Todos esses avanços não eliminam a necessidade de o pediatra transmitir segurança aos pais. As mães continuam chegando ansiosas às consultas porque não entendem o que faz o bebê chorar tanto, os pais não sabem que espaço ocupam na vida da mulher e dos filhos. O lugar certo para expor essas emoções também é o consultório, na opinião do pediatra Leonardo Posternak, do Hospital Albert Einstein. Numa época de tantas mudanças, alguém precisa dar colo aos pais.

Saúde aos apressadinhos

Mariana Chiarella tem nove meses. Passou os primeiros quatro em uma Unidade de Terapia Intensiva (UTI) pediátrica porque nasceu sete semanas antes do tempo no Hospital São Luiz, em São Paulo. “Ela pesava 670 gramas. Sua canela era da grossura de um dedinho”, conta a mãe, Maria Paula Thaumaturgo, 32 anos. Hoje Mariana é uma criança normal. Nas maternidades, histórias como essa se somam. A humanização do tratamento, a integração das áreas médicas e novos recursos tecnológicos aumentaram a qualidade de vida de Mariana, de outros prematuros e as chances de assegurar seu desenvolvimento. Para Alice Deutsch, chefe da unidade neonatal do Hospital Albert Einstein, a integração de áreas médicas é essencial. “Existem cada vez mais médicos de diversas áreas se especializando em prematuros”, afirma. “Outra ajuda para os prematuros é a permissão da entrada dos pais na UTI”, conta Sérgio Aires, chefe da UTI neonatal do hospital São Luiz, em São Paulo. Já se sabe que o toque dos pais ajuda na recuperação dos bebês.

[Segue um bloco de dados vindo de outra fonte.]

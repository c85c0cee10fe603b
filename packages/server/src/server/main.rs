// Main entry point for the dispatch server

use anyhow::{Context, Result};
use dispatch_core::kernel::{start_scheduler, ServerDeps};
use dispatch_core::{server::build_app, Config};
use sqlx::postgres::PgPoolOptions;
use tracing_subscriber::{layer::SubscriberExt, util::SubscriberInitExt};

#[tokio::main]
async fn main() -> Result<()> {
    // Initialize logging
    tracing_subscriber::registry()
        .with(
            tracing_subscriber::EnvFilter::try_from_default_env()
                .unwrap_or_else(|_| "info,dispatch_core=debug,sqlx=warn".into()),
        )
        .with(tracing_subscriber::fmt::layer())
        .init();

    tracing::info!("Starting dispatch server");

    // Load configuration
    let config = Config::from_env().context("Failed to load configuration")?;
    tracing::info!("Configuration loaded");

    // Connect to database
    tracing::info!("Connecting to database...");
    let pool = PgPoolOptions::new()
        .max_connections(10)
        .connect(&config.database_url)
        .await
        .context("Failed to connect to database")?;
    tracing::info!("Database connected");

    // Run migrations
    tracing::info!("Running database migrations...");
    sqlx::migrate!("./migrations")
        .run(&pool)
        .await
        .context("Failed to run migrations")?;
    tracing::info!("Migrations complete");

    let deps = ServerDeps::from_config(pool, &config);

    // Presence sweep; keep the handle alive for the server's lifetime
    let _scheduler = start_scheduler(
        deps.clone(),
        &config.presence_sweep_cron,
        config.presence_stale_after(),
    )
    .await
    .context("Failed to start scheduler")?;

    let app = build_app(deps);

    // Start server
    let addr = format!("0.0.0.0:{}", config.port);
    tracing::info!("Starting server on {}", addr);
    tracing::info!("Health check: http://localhost:{}/health", config.port);

    let listener = tokio::net::TcpListener::bind(&addr)
        .await
        .context("Failed to bind to address")?;

    axum::serve(listener, app).await.context("Server error")?;

    Ok(())
}
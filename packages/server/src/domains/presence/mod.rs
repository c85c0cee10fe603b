//! Presence domain: stale heartbeat sweeping.
//!
//! Partner and rider apps keep `is_online`/`last_seen` fresh themselves. The
//! sweeper is the only server-side writer: it takes records whose heartbeat has
//! stalled offline so they stop being dispatch candidates.

pub mod effects;
pub mod models;

pub use effects::{run_presence_sweep, SweepReport};
pub use models::PresenceCollection;
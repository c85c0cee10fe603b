//! PostgreSQL store tests.
//!
//! These need Docker for the Postgres container:
//! `cargo test --test postgres_store_tests -- --ignored`

mod common;

use chrono::{Duration, Utc};
use common::*;
use dispatch_core::common::PartnerId;
use dispatch_core::domains::dispatch::models::{
    DispatchAttempt, NewDispatchAttempt, Partner, RequestLogEntry, RequestStatus, ServiceKind,
};
use dispatch_core::domains::dispatch::{DispatchEngine, DispatchOutcome, DispatchTrigger};
use dispatch_core::domains::presence::PresenceCollection;
use dispatch_core::kernel::{BaseDispatchStore, ServerDeps, TestDependencies};
use std::sync::Arc;
use test_context::test_context;
use tokio_test::assert_ok;

#[test_context(TestHarness)]
#[tokio::test]
#[ignore] // Requires Docker
async fn request_round_trips_through_postgres(ctx: &TestHarness) {
    let store = ctx.store();
    let mut ride = ride_request();
    ride.service_class = Some("auto".to_string());
    ride.insert(ServiceKind::Ride, &ctx.db_pool).await.unwrap();

    let found = assert_ok!(store.find_request(ServiceKind::Ride, ride.id).await).unwrap();

    assert_eq!(found.id, ride.id);
    assert_eq!(found.status, RequestStatus::Searching);
    assert_eq!(found.service_class.as_deref(), Some("auto"));
    assert_eq!(found.details["riderName"], "Meera");
    assert!(found.rejected_by.is_empty());

    // Other kinds live in other tables
    assert!(store
        .find_request(ServiceKind::Garage, ride.id)
        .await
        .unwrap()
        .is_none());
}

#[test_context(TestHarness)]
#[tokio::test]
#[ignore] // Requires Docker
async fn terminal_write_is_guarded(ctx: &TestHarness) {
    let store = ctx.store();
    let service = service_request();
    service.insert(ServiceKind::Garage, &ctx.db_pool).await.unwrap();

    let applied = store
        .mark_terminal(ServiceKind::Garage, service.id, &RequestStatus::NoMechanicsAvailable)
        .await
        .unwrap();
    assert!(applied);

    // Already terminal: a second write does nothing
    let applied = store
        .mark_terminal(ServiceKind::Garage, service.id, &RequestStatus::DispatchError)
        .await
        .unwrap();
    assert!(!applied);

    let stored = store
        .find_request(ServiceKind::Garage, service.id)
        .await
        .unwrap()
        .unwrap();
    assert_eq!(stored.status, RequestStatus::NoMechanicsAvailable);
}

#[test_context(TestHarness)]
#[tokio::test]
#[ignore] // Requires Docker
async fn terminal_write_does_not_touch_assigned_request(ctx: &TestHarness) {
    let store = ctx.store();
    let mut ride = ride_request();
    ride.assigned_partner_id = Some(PartnerId::new());
    ride.insert(ServiceKind::Ride, &ctx.db_pool).await.unwrap();

    let applied = store
        .mark_terminal(ServiceKind::Ride, ride.id, &RequestStatus::NoDriversAvailable)
        .await
        .unwrap();

    assert!(!applied);
}

#[test_context(TestHarness)]
#[tokio::test]
#[ignore] // Requires Docker
async fn rejections_append_in_order_without_duplicates(ctx: &TestHarness) {
    let store = ctx.store();
    let case = emergency_case();
    case.insert(ServiceKind::Emergency, &ctx.db_pool).await.unwrap();
    let first = PartnerId::new();
    let second = PartnerId::new();

    let updated = store
        .append_rejection(ServiceKind::Emergency, case.id, first)
        .await
        .unwrap()
        .unwrap();
    assert_eq!(updated.rejected_by, vec![first]);
    assert_eq!(updated.dispatcher_rejected_by, vec![first]);

    let duplicate = store
        .append_rejection(ServiceKind::Emergency, case.id, first)
        .await
        .unwrap();
    assert!(duplicate.is_none());

    let updated = store
        .append_rejection(ServiceKind::Emergency, case.id, second)
        .await
        .unwrap()
        .unwrap();
    assert_eq!(updated.rejected_by, vec![first, second]);

    store
        .mark_terminal(ServiceKind::Emergency, case.id, &RequestStatus::AllPartnersBusy)
        .await
        .unwrap();
    let after_terminal = store
        .append_rejection(ServiceKind::Emergency, case.id, PartnerId::new())
        .await
        .unwrap();
    assert!(after_terminal.is_none());
}

#[test_context(TestHarness)]
#[tokio::test]
#[ignore] // Requires Docker
async fn attempts_are_numbered_per_request(ctx: &TestHarness) {
    let store = ctx.store();
    let service = service_request();
    service.insert(ServiceKind::Garage, &ctx.db_pool).await.unwrap();

    for outcome in ["send_failed", "notified"] {
        store
            .record_attempt(&NewDispatchAttempt {
                kind: ServiceKind::Garage,
                request_id: service.id,
                partner_ids: vec![PartnerId::new()],
                outcome: outcome.to_string(),
            })
            .await
            .unwrap();
    }

    assert_eq!(
        store.count_attempts(ServiceKind::Garage, service.id).await.unwrap(),
        2
    );
    assert_eq!(
        store.count_attempts(ServiceKind::Ride, service.id).await.unwrap(),
        0
    );

    let attempts = DispatchAttempt::find_by_request(ServiceKind::Garage, service.id, &ctx.db_pool)
        .await
        .unwrap();
    let numbered: Vec<_> = attempts
        .iter()
        .map(|a| (a.attempt_number, a.outcome.as_str()))
        .collect();
    assert_eq!(numbered, vec![(1, "send_failed"), (2, "notified")]);
}

#[test_context(TestHarness)]
#[tokio::test]
#[ignore] // Requires Docker
async fn log_entries_are_appended_oldest_first(ctx: &TestHarness) {
    let store = ctx.store();
    let case = emergency_case();
    case.insert(ServiceKind::Emergency, &ctx.db_pool).await.unwrap();

    let now = Utc::now();
    for (offset, message) in [(0, "first"), (1, "second")] {
        store
            .append_log(
                ServiceKind::Emergency,
                case.id,
                &RequestLogEntry {
                    timestamp: now + Duration::seconds(offset),
                    message: message.to_string(),
                    before: case.snapshot(),
                    after: case.snapshot(),
                },
            )
            .await
            .unwrap();
    }

    let logs = RequestLogEntry::find_by_request(ServiceKind::Emergency, case.id, &ctx.db_pool)
        .await
        .unwrap();
    let messages: Vec<_> = logs.iter().map(|l| l.message.as_str()).collect();
    assert_eq!(messages, vec!["first", "second"]);
    assert_eq!(logs[0].after["id"], serde_json::json!(case.id));
}

#[test_context(TestHarness)]
#[tokio::test]
#[ignore] // Requires Docker
async fn women_only_filter_runs_in_query(ctx: &TestHarness) {
    let store = ctx.store();
    let certified = Partner {
        gender: Some("Female".to_string()),
        women_only_certified: true,
        ..partner_km_away(1.0)
    };
    let uncertified = Partner {
        gender: Some("female".to_string()),
        ..partner_km_away(1.0)
    };
    certified.insert(ServiceKind::Ride, &ctx.db_pool).await.unwrap();
    uncertified.insert(ServiceKind::Ride, &ctx.db_pool).await.unwrap();

    let ids: Vec<PartnerId> = store
        .find_online_partners(ServiceKind::Ride, true)
        .await
        .unwrap()
        .into_iter()
        .map(|p| p.id)
        .collect();

    assert!(ids.contains(&certified.id));
    assert!(!ids.contains(&uncertified.id));
}

#[test_context(TestHarness)]
#[tokio::test]
#[ignore] // Requires Docker
async fn sweep_takes_stale_partners_offline(ctx: &TestHarness) {
    let store = ctx.store();
    let now = Utc::now();
    let stale = partner_last_seen(now - Duration::minutes(3));
    let fresh = partner_last_seen(now - Duration::seconds(30));
    stale.insert(ServiceKind::Garage, &ctx.db_pool).await.unwrap();
    fresh.insert(ServiceKind::Garage, &ctx.db_pool).await.unwrap();

    let swept = store
        .sweep_presence(PresenceCollection::Mechanics, now - Duration::minutes(2))
        .await
        .unwrap();
    assert!(swept >= 1);

    let online: Vec<PartnerId> = store
        .find_online_partners(ServiceKind::Garage, false)
        .await
        .unwrap()
        .into_iter()
        .map(|p| p.id)
        .collect();
    assert!(!online.contains(&stale.id));
    assert!(online.contains(&fresh.id));
}

#[test_context(TestHarness)]
#[tokio::test]
#[ignore] // Requires Docker
async fn engine_dispatches_against_postgres(ctx: &TestHarness) {
    let mocks = TestDependencies::new();
    let deps = ServerDeps::new(
        Arc::new(ctx.store()),
        mocks.push_service.clone(),
        mocks.geocoder.clone(),
        mocks.webhook.clone(),
        mocks.policy.clone(),
    );

    let service = service_request();
    service.insert(ServiceKind::Garage, &ctx.db_pool).await.unwrap();
    let unreachable = tokenless_partner_km_away(0.5);
    unreachable.insert(ServiceKind::Garage, &ctx.db_pool).await.unwrap();

    let outcomes = DispatchEngine::new(deps)
        .handle(DispatchTrigger::Created {
            kind: ServiceKind::Garage,
            request: service.clone(),
        })
        .await
        .unwrap();

    // The tokenless mechanic is the nearest in this test, and is rejected first
    assert!(matches!(
        outcomes.first(),
        Some(DispatchOutcome::SyntheticRejection { partner_id, .. }) if *partner_id == unreachable.id
    ));

    let stored = ctx
        .store()
        .find_request(ServiceKind::Garage, service.id)
        .await
        .unwrap()
        .unwrap();
    assert!(stored.rejected_by.contains(&unreachable.id));
    assert!(stored.dispatcher_rejected_by.contains(&unreachable.id));
    assert_eq!(
        stored.location_address.as_deref(),
        Some("221B Baker Street, London")
    );
}
//! Inbound request change events.
//!
//! Whatever owns the request documents (client apps writing through an API, a
//! CDC relay) posts each create/update here. Handlers run the dispatch engine to
//! completion and report what happened.

use axum::{
    extract::{Extension, Path},
    Json,
};
use serde::{Deserialize, Serialize};

use crate::domains::dispatch::models::{DispatchRequest, ServiceKind};
use crate::domains::dispatch::{DispatchError, DispatchOutcome, DispatchTrigger};
use crate::server::app::AppState;

/// Body of an update event
#[derive(Debug, Deserialize)]
pub struct RequestChange {
    pub before: DispatchRequest,
    pub after: DispatchRequest,
}

#[derive(Debug, Serialize)]
pub struct DispatchResponse {
    pub outcomes: Vec<DispatchOutcome>,
}

fn parse_kind(collection: &str) -> Result<ServiceKind, DispatchError> {
    ServiceKind::from_collection(collection)
        .ok_or_else(|| DispatchError::UnknownCollection(collection.to_string()))
}

pub async fn request_created_handler(
    Extension(state): Extension<AppState>,
    Path(collection): Path<String>,
    Json(request): Json<DispatchRequest>,
) -> Result<Json<DispatchResponse>, DispatchError> {
    let kind = parse_kind(&collection)?;
    let outcomes = state
        .engine
        .handle(DispatchTrigger::Created { kind, request })
        .await?;

    Ok(Json(DispatchResponse { outcomes }))
}

pub async fn request_updated_handler(
    Extension(state): Extension<AppState>,
    Path(collection): Path<String>,
    Json(change): Json<RequestChange>,
) -> Result<Json<DispatchResponse>, DispatchError> {
    let kind = parse_kind(&collection)?;

    if change.before.id != change.after.id {
        return Err(DispatchError::InvalidEvent(format!(
            "before ({}) and after ({}) describe different requests",
            change.before.id, change.after.id
        )));
    }

    let outcomes = state
        .engine
        .handle(DispatchTrigger::Updated {
            kind,
            before: change.before,
            after: change.after,
        })
        .await?;

    Ok(Json(DispatchResponse { outcomes }))
}
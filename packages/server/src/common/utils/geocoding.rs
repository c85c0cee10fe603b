use anyhow::{anyhow, Result};
use async_trait::async_trait;
use reqwest::Client;
use serde::Deserialize;
use tracing::{debug, error, instrument, warn};

use crate::common::GeoPoint;
use crate::kernel::BaseGeocoder;

/// Public Nominatim endpoint (OpenStreetMap)
pub const DEFAULT_NOMINATIM_URL: &str = "https://nominatim.openstreetmap.org";

/// Address written onto a request when reverse geocoding fails
pub const FALLBACK_ADDRESS: &str = "Address unavailable";

/// Nominatim reverse geocoding response
#[derive(Debug, Deserialize)]
struct NominatimReverseResponse {
    display_name: Option<String>,
    error: Option<String>,
}

/// Reverse geocoder backed by Nominatim
pub struct NominatimGeocoder {
    client: Client,
    base_url: String,
}

impl NominatimGeocoder {
    pub fn new(base_url: impl Into<String>) -> Self {
        Self {
            client: Client::new(),
            base_url: base_url.into().trim_end_matches('/').to_string(),
        }
    }
}

impl Default for NominatimGeocoder {
    fn default() -> Self {
        Self::new(DEFAULT_NOMINATIM_URL)
    }
}

#[async_trait]
impl BaseGeocoder for NominatimGeocoder {
    /// Resolve coordinates to a human-readable address
    #[instrument(skip(self), fields(lat = %point.latitude, lng = %point.longitude))]
    async fn reverse(&self, point: GeoPoint) -> Result<String> {
        let url = format!(
            "{}/reverse?lat={}&lon={}&format=json",
            self.base_url, point.latitude, point.longitude
        );

        debug!("Reverse geocoding origin");

        let response: NominatimReverseResponse = self
            .client
            .get(&url)
            .header("User-Agent", "RoadsideDispatch/1.0 (Dispatch Engine)")
            .timeout(std::time::Duration::from_secs(10))
            .send()
            .await
            .map_err(|e| {
                error!(error = %e, "Reverse geocoding request failed");
                anyhow!("Reverse geocoding request failed: {}", e)
            })?
            .json()
            .await
            .map_err(|e| {
                error!(error = %e, "Failed to parse reverse geocoding response");
                anyhow!("Failed to parse reverse geocoding response: {}", e)
            })?;

        if let Some(err) = response.error {
            warn!(error = %err, "Location not resolvable by geocoding API");
            return Err(anyhow!("Location not resolvable: {}", err));
        }

        response
            .display_name
            .filter(|name| !name.trim().is_empty())
            .ok_or_else(|| anyhow!("Geocoding response had no display name"))
    }
}

/// Calculate distance between two coordinates in kilometers
///
/// Uses the Haversine formula with a mean Earth radius of 6371 km.
pub fn calculate_distance_km(lat1: f64, lng1: f64, lat2: f64, lng2: f64) -> f64 {
    const EARTH_RADIUS_KM: f64 = 6371.0;

    let dlat = (lat2 - lat1).to_radians();
    let dlng = (lng2 - lng1).to_radians();

    let a = (dlat / 2.0).sin().powi(2)
        + lat1.to_radians().cos() * lat2.to_radians().cos() * (dlng / 2.0).sin().powi(2);

    let c = 2.0 * a.sqrt().atan2((1.0 - a).sqrt());

    EARTH_RADIUS_KM * c
}
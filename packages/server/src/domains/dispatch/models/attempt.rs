use anyhow::Result;
use chrono::{DateTime, Utc};
use serde::{Deserialize, Serialize};
use sqlx::PgPool;
use uuid::Uuid;

use super::ServiceKind;
use crate::common::{AttemptId, PartnerId, RequestId};

/// One strategy run that reached candidate selection
///
/// The attempt count per request drives the re-dispatch bound.
#[derive(Debug, Clone, PartialEq, Serialize, Deserialize)]
#[serde(rename_all = "camelCase")]
pub struct DispatchAttempt {
    pub id: AttemptId,
    pub kind: ServiceKind,
    pub request_id: RequestId,
    pub attempt_number: i32,
    pub partner_ids: Vec<PartnerId>,
    pub outcome: String,
    pub created_at: DateTime<Utc>,
}

/// Attempt data before it gets a number and a timestamp
#[derive(Debug, Clone)]
pub struct NewDispatchAttempt {
    pub kind: ServiceKind,
    pub request_id: RequestId,
    pub partner_ids: Vec<PartnerId>,
    pub outcome: String,
}

#[derive(sqlx::FromRow)]
struct AttemptRow {
    id: Uuid,
    request_id: Uuid,
    attempt_number: i32,
    partner_ids: Vec<Uuid>,
    outcome: String,
    created_at: DateTime<Utc>,
}

impl AttemptRow {
    fn into_attempt(self, kind: ServiceKind) -> DispatchAttempt {
        DispatchAttempt {
            id: AttemptId::from_uuid(self.id),
            kind,
            request_id: RequestId::from_uuid(self.request_id),
            attempt_number: self.attempt_number,
            partner_ids: self.partner_ids.into_iter().map(PartnerId::from_uuid).collect(),
            outcome: self.outcome,
            created_at: self.created_at,
        }
    }
}

impl DispatchAttempt {
    /// Record an attempt, numbering it after the request's previous attempts
    pub async fn record(attempt: &NewDispatchAttempt, pool: &PgPool) -> Result<Self> {
        let row = sqlx::query_as::<_, AttemptRow>(
            "INSERT INTO dispatch_attempts (id, request_kind, request_id, attempt_number, partner_ids, outcome)
             VALUES (
                $1, $2, $3,
                (SELECT COALESCE(MAX(attempt_number), 0) + 1
                   FROM dispatch_attempts
                  WHERE request_kind = $2 AND request_id = $3),
                $4, $5
             )
             RETURNING id, request_id, attempt_number, partner_ids, outcome, created_at",
        )
        .bind(AttemptId::new())
        .bind(attempt.kind.as_str())
        .bind(attempt.request_id)
        .bind(
            attempt
                .partner_ids
                .iter()
                .map(|id| id.into_uuid())
                .collect::<Vec<_>>(),
        )
        .bind(&attempt.outcome)
        .fetch_one(pool)
        .await?;

        Ok(row.into_attempt(attempt.kind))
    }

    /// Count attempts recorded for a request
    pub async fn count_for_request(
        kind: ServiceKind,
        request_id: RequestId,
        pool: &PgPool,
    ) -> Result<u32> {
        let count: i64 = sqlx::query_scalar(
            "SELECT COUNT(*) FROM dispatch_attempts WHERE request_kind = $1 AND request_id = $2",
        )
        .bind(kind.as_str())
        .bind(request_id)
        .fetch_one(pool)
        .await?;

        Ok(u32::try_from(count).unwrap_or(u32::MAX))
    }

    /// All attempts for a request, oldest first
    pub async fn find_by_request(
        kind: ServiceKind,
        request_id: RequestId,
        pool: &PgPool,
    ) -> Result<Vec<Self>> {
        let rows = sqlx::query_as::<_, AttemptRow>(
            "SELECT id, request_id, attempt_number, partner_ids, outcome, created_at
             FROM dispatch_attempts
             WHERE request_kind = $1 AND request_id = $2
             ORDER BY attempt_number ASC",
        )
        .bind(kind.as_str())
        .bind(request_id)
        .fetch_all(pool)
        .await?;

        Ok(rows.into_iter().map(|row| row.into_attempt(kind)).collect())
    }
}
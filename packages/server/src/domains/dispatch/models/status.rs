use serde::{Deserialize, Serialize};
use std::fmt;

/// Request status as stored on the document
///
/// Statuses are open-ended strings written by several actors (partner apps, admin
/// tools, the dispatcher). The variants below are the ones the dispatcher reads or
/// writes; anything else round-trips through `Other`.
#[derive(Debug, Clone, PartialEq, Eq, Hash, Serialize, Deserialize)]
#[serde(from = "String", into = "String")]
pub enum RequestStatus {
    /// Ride awaiting a driver
    Searching,
    /// Service request / emergency case awaiting a partner
    Pending,
    Accepted,
    NoDriversAvailable,
    NoMechanicsAvailable,
    NoPartnersAvailable,
    AllPartnersBusy,
    /// Re-dispatch bound reached (attempt count or elapsed time)
    DispatchExhausted,
    /// Store failures outlasted the retry budget
    DispatchError,
    Other(String),
}

impl RequestStatus {
    pub fn as_str(&self) -> &str {
        match self {
            Self::Searching => "searching",
            Self::Pending => "pending",
            Self::Accepted => "accepted",
            Self::NoDriversAvailable => "no_drivers_available",
            Self::NoMechanicsAvailable => "no_mechanics_available",
            Self::NoPartnersAvailable => "no_partners_available",
            Self::AllPartnersBusy => "all_partners_busy",
            Self::DispatchExhausted => "dispatch_exhausted",
            Self::DispatchError => "dispatch_error",
            Self::Other(s) => s,
        }
    }
}

impl From<String> for RequestStatus {
    fn from(value: String) -> Self {
        match value.as_str() {
            "searching" => Self::Searching,
            "pending" => Self::Pending,
            "accepted" => Self::Accepted,
            "no_drivers_available" => Self::NoDriversAvailable,
            "no_mechanics_available" => Self::NoMechanicsAvailable,
            "no_partners_available" => Self::NoPartnersAvailable,
            "all_partners_busy" => Self::AllPartnersBusy,
            "dispatch_exhausted" => Self::DispatchExhausted,
            "dispatch_error" => Self::DispatchError,
            _ => Self::Other(value),
        }
    }
}

impl From<&str> for RequestStatus {
    fn from(value: &str) -> Self {
        Self::from(value.to_string())
    }
}

impl From<RequestStatus> for String {
    fn from(status: RequestStatus) -> Self {
        status.as_str().to_string()
    }
}

impl fmt::Display for RequestStatus {
    fn fmt(&self, f: &mut fmt::Formatter<'_>) -> fmt::Result {
        f.write_str(self.as_str())
    }
}

#[cfg(test)]
mod tests {
    use super::*;

    #[test]
    fn test_known_statuses_parse_to_variants() {
        assert_eq!(RequestStatus::from("searching"), RequestStatus::Searching);
        assert_eq!(
            RequestStatus::from("all_partners_busy"),
            RequestStatus::AllPartnersBusy
        );
    }

    #[test]
    fn test_unknown_status_is_preserved() {
        let status = RequestStatus::from("cancelled_by_user");
        assert_eq!(status, RequestStatus::Other("cancelled_by_user".to_string()));
        assert_eq!(status.as_str(), "cancelled_by_user");
    }

    #[test]
    fn test_serde_uses_plain_strings() {
        let json = serde_json::to_string(&RequestStatus::NoMechanicsAvailable).unwrap();
        assert_eq!(json, "\"no_mechanics_available\"");

        let parsed: RequestStatus = serde_json::from_str("\"pending\"").unwrap();
        assert_eq!(parsed, RequestStatus::Pending);
    }
}
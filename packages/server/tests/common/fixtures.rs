//! Test fixtures for creating requests and partners.
//!
//! Locations are placed due north of the origin so distances are easy to read:
//! one degree of latitude is 111.195 km on a 6371 km sphere.

use chrono::{DateTime, Utc};
use dispatch_core::common::{GeoPoint, PartnerId, RequestId, UserId};
use dispatch_core::domains::dispatch::models::{DispatchRequest, Partner, RequestStatus};

pub const PICKUP: GeoPoint = GeoPoint {
    latitude: 28.60,
    longitude: 77.20,
};

const KM_PER_DEGREE_LAT: f64 = 111.195;

/// A point `km` kilometers north of `origin`
pub fn km_north_of(origin: GeoPoint, km: f64) -> GeoPoint {
    GeoPoint::new(origin.latitude + km / KM_PER_DEGREE_LAT, origin.longitude)
}

fn request(status: RequestStatus, details: serde_json::Value) -> DispatchRequest {
    DispatchRequest::builder()
        .id(RequestId::new())
        .requester_id(UserId::new())
        .origin_location(PICKUP)
        .status(status)
        .details(details)
        .build()
}

/// Ride awaiting a driver
pub fn ride_request() -> DispatchRequest {
    request(
        RequestStatus::Searching,
        serde_json::json!({
            "pickupAddress": "Connaught Place",
            "destinationAddress": "India Gate",
            "destinationLocation": {"latitude": 28.6129, "longitude": 77.2295},
            "fare": 180,
            "riderName": "Meera",
            "riderGender": "female",
            "otp": "4821"
        }),
    )
}

/// Roadside service request awaiting a mechanic
pub fn service_request() -> DispatchRequest {
    request(
        RequestStatus::Pending,
        serde_json::json!({
            "userName": "Kabir",
            "userPhone": "+91 98100 00000",
            "issue": "Flat tyre",
            "otp": "1234"
        }),
    )
}

/// Emergency case awaiting a facility
pub fn emergency_case() -> DispatchRequest {
    request(
        RequestStatus::Pending,
        serde_json::json!({
            "patientName": "S. Rao",
            "emergencyType": "cardiac"
        }),
    )
}

/// Online partner `km` north of the pickup, with a push token
pub fn partner_km_away(km: f64) -> Partner {
    let id = PartnerId::new();
    Partner::builder()
        .id(id)
        .name(format!("Partner {}", id))
        .current_location(km_north_of(PICKUP, km))
        .push_token(format!("ExponentPushToken[{}]", id))
        .last_seen(Utc::now())
        .build()
}

/// Online partner `km` north of the pickup, without a push token
pub fn tokenless_partner_km_away(km: f64) -> Partner {
    Partner {
        push_token: None,
        ..partner_km_away(km)
    }
}

/// Partner whose heartbeat was last seen at `last_seen`
pub fn partner_last_seen(last_seen: DateTime<Utc>) -> Partner {
    Partner {
        last_seen: Some(last_seen),
        ..partner_km_away(1.0)
    }
}

pub fn token_of(partner: &Partner) -> String {
    partner.push_token.clone().unwrap_or_default()
}
use axum::{extract::Extension, http::StatusCode, Json};
use serde::Serialize;
use std::time::Duration;

use crate::server::app::AppState;

const STORE_PING_TIMEOUT: Duration = Duration::from_secs(5);

#[derive(Serialize)]
pub struct HealthResponse {
    status: &'static str,
    database: StoreHealth,
}

#[derive(Serialize)]
pub struct StoreHealth {
    status: &'static str,
    #[serde(skip_serializing_if = "Option::is_none")]
    error: Option<String>,
}

impl StoreHealth {
    fn ok() -> Self {
        Self {
            status: "ok",
            error: None,
        }
    }

    fn failed(error: String) -> Self {
        tracing::warn!(error = %error, "Health check: store unavailable");
        Self {
            status: "error",
            error: Some(error),
        }
    }
}

/// Liveness plus document store reachability
///
/// 200 when the store answers a ping within 5s, 503 otherwise.
pub async fn health_handler(
    Extension(state): Extension<AppState>,
) -> (StatusCode, Json<HealthResponse>) {
    let database = match tokio::time::timeout(STORE_PING_TIMEOUT, state.deps.store.ping()).await {
        Ok(Ok(())) => StoreHealth::ok(),
        Ok(Err(e)) => StoreHealth::failed(format!("Query failed: {}", e)),
        Err(_) => StoreHealth::failed("Query timeout (>5s)".to_string()),
    };

    let (code, status) = match database.error {
        None => (StatusCode::OK, "healthy"),
        Some(_) => (StatusCode::SERVICE_UNAVAILABLE, "unhealthy"),
    };

    (code, Json(HealthResponse { status, database }))
}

São progressos como esses que estão garantindo a vida de quem resolve nascer antes da hora. E os apressadinhos estão em número cada vez maior, principalmente por causa do aumento da procura pelas técnicas de reprodução assistida. Nesses tratamentos dirigidos a casais com dificuldade de ter filhos, a chance de uma gestação múltipla é grande (pode haver a fecundação de mais de um óvulo). Nesses casos, em geral a gravidez não vai até o fim. Foi o que aconteceu com o casal Agnaldo Toscano
e Lidia de Brito. Depois de quatro anos de tentativas, ela engravidou e tevê trigêmeos. As crianças nasceram aos sete meses de gestação e hoje estão bem. “Foi difícil, mas realizamos nosso sonho”,
conta Lidia, autora do livro Três chances, três vidas, uma história real sobre a fertilização in vitro.